No sé si todavía sigue, si se ha convertido en una sección fija de los medios o si ya ha cesado la murga de los últimos meses con la lesión del tenista Rafa Nadal. Quién sabe. Tempus fugit y las tabarras mediáticas se esfuman a la velocidad del rayo. Nos lo han restregado a todas horas como ejemplo de sufrimiento, de constancia, de superación, de merecimiento. Creo que no hay nadie que no se haya dado por enterado de que si todos fuéramos como Nadal, todos seríamos famosos, anunciaríamos coches, bancos y zapatillas de marca para el nene y para la nena, tendríamos la casa llena de trofeos y seríamos multimillonarios. Es justo lo que pensaba yo cuando, de pequeño, veía a Ángel, el jornalero que contrataba mi padre cada vez que hacían falta refuerzos en casa, ya fuera para plantar patatas o para recoger chufas. El hombre había venido con el ejército republicano desde Albacete. Demostrando una gran astucia había aprendido valenciano para confundirse entre los labradores, y poco a poco había adquirido tanta habilidad con la azada como el otro con la raqueta. Se había casado, había procreado y se había pasado toda la vida doblando el lomo con tesón para dar de comer a la familia. Consiguió todo lo que se propuso, triunfó gracias a su esfuerzo, igualito que Nadal, bronceado incluido. Aunque, claro, sin el síndrome Müller-Weiss, que es lo que tiene el tenista; con tan solo con un poco de artritis, lo que le resta algo de mérito.

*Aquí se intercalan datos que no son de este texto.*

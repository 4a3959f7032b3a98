//! EC600S cellular modem driver library.
//!
//! Exposes the session manager and its building blocks for the firmware
//! binary and for host-side integration tests.  ESP-IDF-specific code is
//! guarded by `#[cfg(target_os = "espidf")]` within each module.
//!
//! ```text
//!   caller tasks                         parser task ("at-parser")
//!   ────────────                         ─────────────────────────
//!   sal::SocketModule                    at::agent::Parser
//!        │                                 │  bytes from SerialPort
//!   session::ModemSession                  ├─ status lines ──► completion
//!     ├─ bringup (8-stage FSM)             └─ URC prefixes ──► urc::Dispatcher
//!     ├─ connect / close / send                                   ├─ recv   ─► channel::ChannelTable
//!     ├─ receive ◄──────── channel::ChannelTable ◄────────────────┘
//!     └─ resolve ◄──────── resolver::Rendezvous ◄──── dnsgip ─────┘
//!        │
//!   at::AtPort (one command in flight)
//! ```

#![deny(unused_must_use)]

pub mod adapters;
pub mod at;
pub mod bringup;
pub mod channel;
pub mod config;
pub mod error;
pub mod resolver;
pub mod sal;
pub mod session;
pub mod task;
pub mod urc;

#[cfg(test)]
mod testing;

pub use error::{Error, Result};
fn main() {
    // ESP-IDF link arguments are only needed for the firmware image; host
    // builds (tests, fuzzing) skip the sysenv probe entirely.
    #[cfg(feature = "espidf")]
    embuild::espidf::sysenv::output();
}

El secreto del éxito me ha quedado claro gracias a los medios de comunicación, que no han escatimado detalle explicándomelo. Lo que no acabo de entender es cómo subiríamos todos al podio. A la vez, imposible, y uno por uno acabaría siendo un coñazo y al final no valdría la pena. Y eso es lo que mosquea, que por mucho que nos esforcemos, siempre hay un solo podio. Normalmente con tres columnas, pero dos son de consolación. Solo puede haber un campeón, y seguiría siendo así aunque los músculos nos reventaran bajo la piel, el tamaño de nuestro cerebro nos obligara a arrastrar la cabeza por el suelo, y nuestro currículo no cupiera en el servidor de Google. El éxito basado en la competitividad siempre es relativo, es lo que marca tu posición respecto al primero, sea cual sea la cantidad de esfuerzo empleado. Por eso llega uno a sospechar que quizá Nadal no es un ejemplo, como nos quieren hacer creer, sino una excepción, la excepción que oculta el verdadero paradigma, que es el fracaso y la insignificancia. Quizá, de lo que se trata, es de convertir la vida en una carrera de ratas, y quizá Nadal y demás triunfadores mediáticos son los trocitos de queso que nos dan a olisquear.